Work required: Copy each line in the data below that contains the word "DispatcherHandle".

Provided entries:
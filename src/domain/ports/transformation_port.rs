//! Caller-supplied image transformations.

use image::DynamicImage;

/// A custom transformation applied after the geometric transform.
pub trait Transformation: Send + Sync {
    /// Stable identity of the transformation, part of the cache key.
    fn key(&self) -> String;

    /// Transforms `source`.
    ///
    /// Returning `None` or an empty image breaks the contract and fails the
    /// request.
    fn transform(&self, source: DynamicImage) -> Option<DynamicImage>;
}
* * *
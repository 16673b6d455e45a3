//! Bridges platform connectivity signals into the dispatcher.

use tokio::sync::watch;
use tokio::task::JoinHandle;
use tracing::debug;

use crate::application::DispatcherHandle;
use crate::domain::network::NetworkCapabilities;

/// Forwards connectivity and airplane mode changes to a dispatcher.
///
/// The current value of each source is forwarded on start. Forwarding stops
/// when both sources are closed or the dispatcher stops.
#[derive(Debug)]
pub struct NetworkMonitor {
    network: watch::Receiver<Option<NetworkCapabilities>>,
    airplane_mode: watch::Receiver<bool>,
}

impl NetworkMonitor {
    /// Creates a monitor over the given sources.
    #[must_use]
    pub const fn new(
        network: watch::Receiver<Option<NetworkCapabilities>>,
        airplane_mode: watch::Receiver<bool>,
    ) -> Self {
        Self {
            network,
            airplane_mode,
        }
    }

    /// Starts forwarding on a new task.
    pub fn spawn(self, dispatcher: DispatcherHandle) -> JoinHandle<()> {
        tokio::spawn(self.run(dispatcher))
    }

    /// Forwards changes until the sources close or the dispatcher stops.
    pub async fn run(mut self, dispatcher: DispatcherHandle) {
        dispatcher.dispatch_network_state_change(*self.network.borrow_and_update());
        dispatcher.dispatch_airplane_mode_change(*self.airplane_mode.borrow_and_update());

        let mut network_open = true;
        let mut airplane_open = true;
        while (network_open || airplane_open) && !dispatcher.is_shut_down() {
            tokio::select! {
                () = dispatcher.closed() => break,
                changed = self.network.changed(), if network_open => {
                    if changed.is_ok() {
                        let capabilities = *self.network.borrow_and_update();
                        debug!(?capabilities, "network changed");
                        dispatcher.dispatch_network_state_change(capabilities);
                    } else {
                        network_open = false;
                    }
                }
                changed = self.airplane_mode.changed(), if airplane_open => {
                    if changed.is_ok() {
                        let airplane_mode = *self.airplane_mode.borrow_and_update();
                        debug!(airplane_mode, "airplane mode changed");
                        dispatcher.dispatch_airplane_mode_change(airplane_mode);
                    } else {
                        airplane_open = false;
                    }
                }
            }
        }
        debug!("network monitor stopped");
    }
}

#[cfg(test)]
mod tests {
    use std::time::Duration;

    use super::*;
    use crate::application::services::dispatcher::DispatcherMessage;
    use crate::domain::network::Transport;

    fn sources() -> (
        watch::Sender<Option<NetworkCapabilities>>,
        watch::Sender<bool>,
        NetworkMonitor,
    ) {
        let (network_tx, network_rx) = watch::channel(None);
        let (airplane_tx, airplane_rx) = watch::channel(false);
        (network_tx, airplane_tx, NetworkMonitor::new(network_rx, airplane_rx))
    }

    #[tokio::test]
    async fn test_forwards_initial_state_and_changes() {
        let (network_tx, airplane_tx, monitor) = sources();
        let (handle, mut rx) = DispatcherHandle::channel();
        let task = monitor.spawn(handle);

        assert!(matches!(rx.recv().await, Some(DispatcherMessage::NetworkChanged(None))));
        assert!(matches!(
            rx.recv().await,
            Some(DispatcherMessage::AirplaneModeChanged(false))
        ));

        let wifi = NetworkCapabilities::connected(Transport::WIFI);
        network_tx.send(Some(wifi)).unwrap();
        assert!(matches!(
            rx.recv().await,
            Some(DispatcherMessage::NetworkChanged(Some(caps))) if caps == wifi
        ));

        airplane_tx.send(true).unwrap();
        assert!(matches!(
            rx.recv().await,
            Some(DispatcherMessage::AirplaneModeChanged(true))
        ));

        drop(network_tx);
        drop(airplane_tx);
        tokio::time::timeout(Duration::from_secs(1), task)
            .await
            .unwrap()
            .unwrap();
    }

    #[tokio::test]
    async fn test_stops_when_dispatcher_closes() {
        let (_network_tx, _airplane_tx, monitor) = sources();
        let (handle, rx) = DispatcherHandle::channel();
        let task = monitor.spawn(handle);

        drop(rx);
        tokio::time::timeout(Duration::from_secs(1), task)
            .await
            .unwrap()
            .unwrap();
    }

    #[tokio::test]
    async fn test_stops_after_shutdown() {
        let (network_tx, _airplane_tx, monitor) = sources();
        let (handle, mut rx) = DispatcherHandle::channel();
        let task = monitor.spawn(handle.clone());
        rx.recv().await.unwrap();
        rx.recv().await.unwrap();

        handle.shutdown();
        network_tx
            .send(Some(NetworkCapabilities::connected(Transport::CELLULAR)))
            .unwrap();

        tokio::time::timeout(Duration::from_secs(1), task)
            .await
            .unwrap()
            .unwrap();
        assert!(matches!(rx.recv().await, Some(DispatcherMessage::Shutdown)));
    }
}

Output below:
use crate::application::DispatcherHandle;
    pub fn spawn(self, dispatcher: DispatcherHandle) -> JoinHandle<()> {
    pub async fn run(mut self, dispatcher: DispatcherHandle) {
        let (handle, mut rx) = DispatcherHandle::channel();
        let (handle, rx) = DispatcherHandle::channel();
        let (handle, mut rx) = DispatcherHandle::channel();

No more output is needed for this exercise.